Sempre quis ser velho, não adulto, mas velho, porque relacionava a velhice, carinhosamente, com a sabedoria e a experiência, porque desejava entrar num domínio que me parecia impossível atingir, pelo que parecer velho seria o primeiro passo para ser respeitado e admirado. Isto é absurdo, já que de onde eu venho os bailes debutantes se faziam enquanto eram descascadas as espigas de milho. Que sabedoria poderia eu então admirar e querer alcançar?

E por isso concordo consigo. Como dizia alguém há uns tempos, 'a infantilização é um dos fenómenos da contemporaneidade'. Ora, uma sociedade que tenha a tal 'juvenilidade' como referência, baseia-se em si mesma e perde as bases sólidas sobre a qual se sustenta.

É engraçado, tenho andado a ler «As palavras» de Sartre e a certa altura ele diz que os pais vão trabalhar e que deixam os filhos com os avôs, e que é sobre este lapso temporal e geracional que se constroi o futuro. Isto já não é assim, hoje os velhos são chatos e estão nos lares. Às vezes, em Lisboa sobretudo, espanto-me com a dignidade e decência de muitas pessoas idosas, e tenho o desejo de vir a ser assim.

Numa conversa com um amigo julgo ter usado a expressão 'as primeiras gerações perdidas', e isto numa altura em que, como diz George Steiner, 'não temos mais começos', só pode ser profundamente trágico.

jose albergaria disse...

Eu sou um velho de 62 anos.
Cultuo uma máxima do meu "irmão" R.R.:"Verdaiero sábio não é o que muito sabe, mas o que está sempre disponível para aprender."
Estou director de um museu de ciência e trabalho com doze pessoas, cujo intervalo etário vai dos 21 aos 29 anos.
Aprendo, todos os dias, com eles.

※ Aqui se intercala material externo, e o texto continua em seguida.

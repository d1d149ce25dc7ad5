use std::str::FromStr;
use std::time::Duration;

use anyhow::{anyhow, bail, Context, Result};

use crate::matching::matcher::MatcherConfig;
use crate::matching::prompts::{
    PromptLimits, DEFAULT_DESCRIPTION_CHAR_LIMIT, DEFAULT_PROFILE_CHAR_LIMIT,
};

const DEFAULT_PORT: u16 = 3000;
const DEFAULT_OLLAMA_URL: &str = "http://localhost:11434";
const DEFAULT_OLLAMA_MODEL: &str = "llama3.2:latest";
const DEFAULT_GEMINI_URL: &str = "https://generativelanguage.googleapis.com";
const DEFAULT_GEMINI_MODEL: &str = "gemini-1.5-flash";
const DEFAULT_JOBSEARCH_URL: &str = "https://jobsearch.api.jobtechdev.se";
const DEFAULT_JOB_LIMIT: u32 = 15;
const DEFAULT_INTER_CALL_DELAY_MS: u64 = 500;

/// Which completion service scores the jobs.
#[derive(Debug, Clone, Copy, PartialEq, Eq)]
pub enum BackendKind {
    Ollama,
    Gemini,
}

impl BackendKind {
    /// Per-call timeout used when `COMPLETION_TIMEOUT_SECS` is unset.
    fn default_timeout(self) -> Duration {
        match self {
            BackendKind::Ollama => Duration::from_secs(600),
            BackendKind::Gemini => Duration::from_secs(60),
        }
    }
}

impl FromStr for BackendKind {
    type Err = anyhow::Error;

    fn from_str(s: &str) -> Result<Self> {
        match s.trim().to_lowercase().as_str() {
            "ollama" => Ok(BackendKind::Ollama),
            "gemini" => Ok(BackendKind::Gemini),
            other => Err(anyhow!(
                "unknown completion backend '{other}' (expected 'ollama' or 'gemini')"
            )),
        }
    }
}

/// Application configuration loaded from environment variables.
/// Startup fails if a value is present but malformed.
#[derive(Debug, Clone)]
pub struct Config {
    pub port: u16,
    pub rust_log: String,
    pub backend: BackendKind,
    pub ollama_url: String,
    pub ollama_model: String,
    pub gemini_url: String,
    pub gemini_model: String,
    pub gemini_api_key: Option<String>,
    pub jobsearch_url: String,
    pub job_limit: u32,
    pub completion_timeout: Duration,
    pub inter_call_delay: Duration,
    pub profile_char_limit: usize,
    pub description_char_limit: usize,
}

impl Config {
    pub fn from_env() -> Result<Self> {
        dotenvy::dotenv().ok(); // load .env if present; ignore if missing

        Self::from_lookup(|key| std::env::var(key).ok())
    }

    fn from_lookup(lookup: impl Fn(&str) -> Option<String>) -> Result<Self> {
        let backend: BackendKind = parse_or(&lookup, "COMPLETION_BACKEND", BackendKind::Ollama)?;
        let gemini_api_key = lookup("GEMINI_API_KEY").filter(|k| !k.trim().is_empty());

        if backend == BackendKind::Gemini && gemini_api_key.is_none() {
            bail!("Required environment variable 'GEMINI_API_KEY' is not set");
        }

        let timeout_secs = parse_or(
            &lookup,
            "COMPLETION_TIMEOUT_SECS",
            backend.default_timeout().as_secs(),
        )?;
        let delay_ms = parse_or(&lookup, "INTER_CALL_DELAY_MS", DEFAULT_INTER_CALL_DELAY_MS)?;

        Ok(Config {
            port: parse_or(&lookup, "PORT", DEFAULT_PORT)?,
            rust_log: lookup("RUST_LOG").unwrap_or_else(|| "info".to_string()),
            backend,
            ollama_url: lookup("OLLAMA_URL").unwrap_or_else(|| DEFAULT_OLLAMA_URL.to_string()),
            ollama_model: lookup("OLLAMA_MODEL")
                .unwrap_or_else(|| DEFAULT_OLLAMA_MODEL.to_string()),
            gemini_url: lookup("GEMINI_URL").unwrap_or_else(|| DEFAULT_GEMINI_URL.to_string()),
            gemini_model: lookup("GEMINI_MODEL")
                .unwrap_or_else(|| DEFAULT_GEMINI_MODEL.to_string()),
            gemini_api_key,
            jobsearch_url: lookup("JOBSEARCH_URL")
                .unwrap_or_else(|| DEFAULT_JOBSEARCH_URL.to_string()),
            job_limit: parse_or(&lookup, "JOB_LIMIT", DEFAULT_JOB_LIMIT)?,
            completion_timeout: Duration::from_secs(timeout_secs),
            inter_call_delay: Duration::from_millis(delay_ms),
            profile_char_limit: parse_or(&lookup, "PROFILE_CHAR_LIMIT", DEFAULT_PROFILE_CHAR_LIMIT)?,
            description_char_limit: parse_or(
                &lookup,
                "DESCRIPTION_CHAR_LIMIT",
                DEFAULT_DESCRIPTION_CHAR_LIMIT,
            )?,
        })
    }

    /// The slice of configuration the scoring driver needs.
    pub fn matcher_config(&self) -> MatcherConfig {
        MatcherConfig {
            call_timeout: self.completion_timeout,
            inter_call_delay: self.inter_call_delay,
            limits: PromptLimits {
                profile_chars: self.profile_char_limit,
                description_chars: self.description_char_limit,
            },
        }
    }
}

fn parse_or<T>(lookup: &impl Fn(&str) -> Option<String>, key: &str, default: T) -> Result<T>
where
    T: FromStr,
    T::Err: std::fmt::Display,
{
    match lookup(key) {
        Some(raw) if !raw.trim().is_empty() => raw
            .trim()
            .parse::<T>()
            .map_err(|e| anyhow!("{e}"))
            .with_context(|| format!("Environment variable '{key}' has an invalid value '{raw}'")),
        _ => Ok(default),
    }
}
mod config;
mod errors;
mod jobsearch;
mod llm_client;
mod matching;
mod pdf;
mod routes;
mod state;
#[cfg(test)]
mod test_support;

use anyhow::Result;
use std::net::SocketAddr;
use std::sync::Arc;
use tower_http::{cors::CorsLayer, trace::TraceLayer};
use tracing::{info, warn};
use tracing_subscriber::{layer::SubscriberExt, util::SubscriberInitExt, EnvFilter};

use crate::config::Config;
use crate::jobsearch::JobSearchClient;
use crate::llm_client::build_backend;
use crate::matching::matcher::JobMatcher;
use crate::routes::build_router;
use crate::state::AppState;

#[tokio::main]
async fn main() -> Result<()> {
    // Load configuration first (fails on malformed env vars)
    let config = Config::from_env()?;

    // Initialize structured logging
    tracing_subscriber::registry()
        .with(EnvFilter::try_from_default_env().unwrap_or_else(|_| {
            EnvFilter::new(format!("{}={}", env!("CARGO_PKG_NAME"), &config.rust_log))
        }))
        .with(tracing_subscriber::fmt::layer())
        .init();

    info!("Starting jobmatch API v{}", env!("CARGO_PKG_VERSION"));

    // Initialize completion backend
    let backend = build_backend(&config)?;
    info!(
        "Completion backend: {} (model: {}, timeout: {}s)",
        backend.name(),
        backend.model(),
        config.completion_timeout.as_secs()
    );

    let status = backend.status().await;
    if status.available {
        info!("Completion backend reachable, {} models listed", status.models.len());
    } else {
        warn!(
            "Completion backend not reachable: {}",
            status.error.as_deref().unwrap_or("unknown error")
        );
    }

    // Initialize JobSearch client
    let job_search = JobSearchClient::new(&config.jobsearch_url)?;
    info!("JobSearch client initialized ({})", config.jobsearch_url);

    let matcher = Arc::new(JobMatcher::new(backend, config.matcher_config()));

    // Build app state
    let state = AppState {
        config: config.clone(),
        job_search,
        matcher,
    };

    // Build router
    let app = build_router(state)
        .layer(TraceLayer::new_for_http())
        .layer(CorsLayer::permissive());

    let addr: SocketAddr = format!("0.0.0.0:{}", config.port).parse()?;
    info!("Listening on {addr}");

    let listener = tokio::net::TcpListener::bind(addr).await?;
    axum::serve(listener, app).await?;

    Ok(())
}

Consideram-me, naturalmente,como o CHEFE. Pedem-me amiúde opiniões, conselhos, sugestões e ouvem-me sem me interromper...até ao fim.
Dou aulas, de formação a taxistas, para habilitação profissional. As faixas etárias dançam entre os 20 e os 65 anos. É uma outra experiência e uma outra epifania, em termos de experiência afectiva.
Eu, sempre trabalhei com afectos. Hoje, um poucochinho mais sábio, trabalho com a trilogia dos gregos:Ethos, Pathos e Logos.
Nunca, mas nunca me deixo escorregar para "generalizações": "os jovens", "as mulheres", "os americanos", "os comunistas", "os políticos", "os principes da igreja", "os católicos".
Sou, ou tento ser, humilde e modesto no uso dos meus saberes e das minhas competências criticas.
Eu já tive pouca idade e olho para os meus filhos, de 29 e 16 anos com os olhos do amor, da fraternidade e da verdade.
Sou um velho e um pai apaziguado.
J.A.

Malditos Patos disse...

girvblog divino!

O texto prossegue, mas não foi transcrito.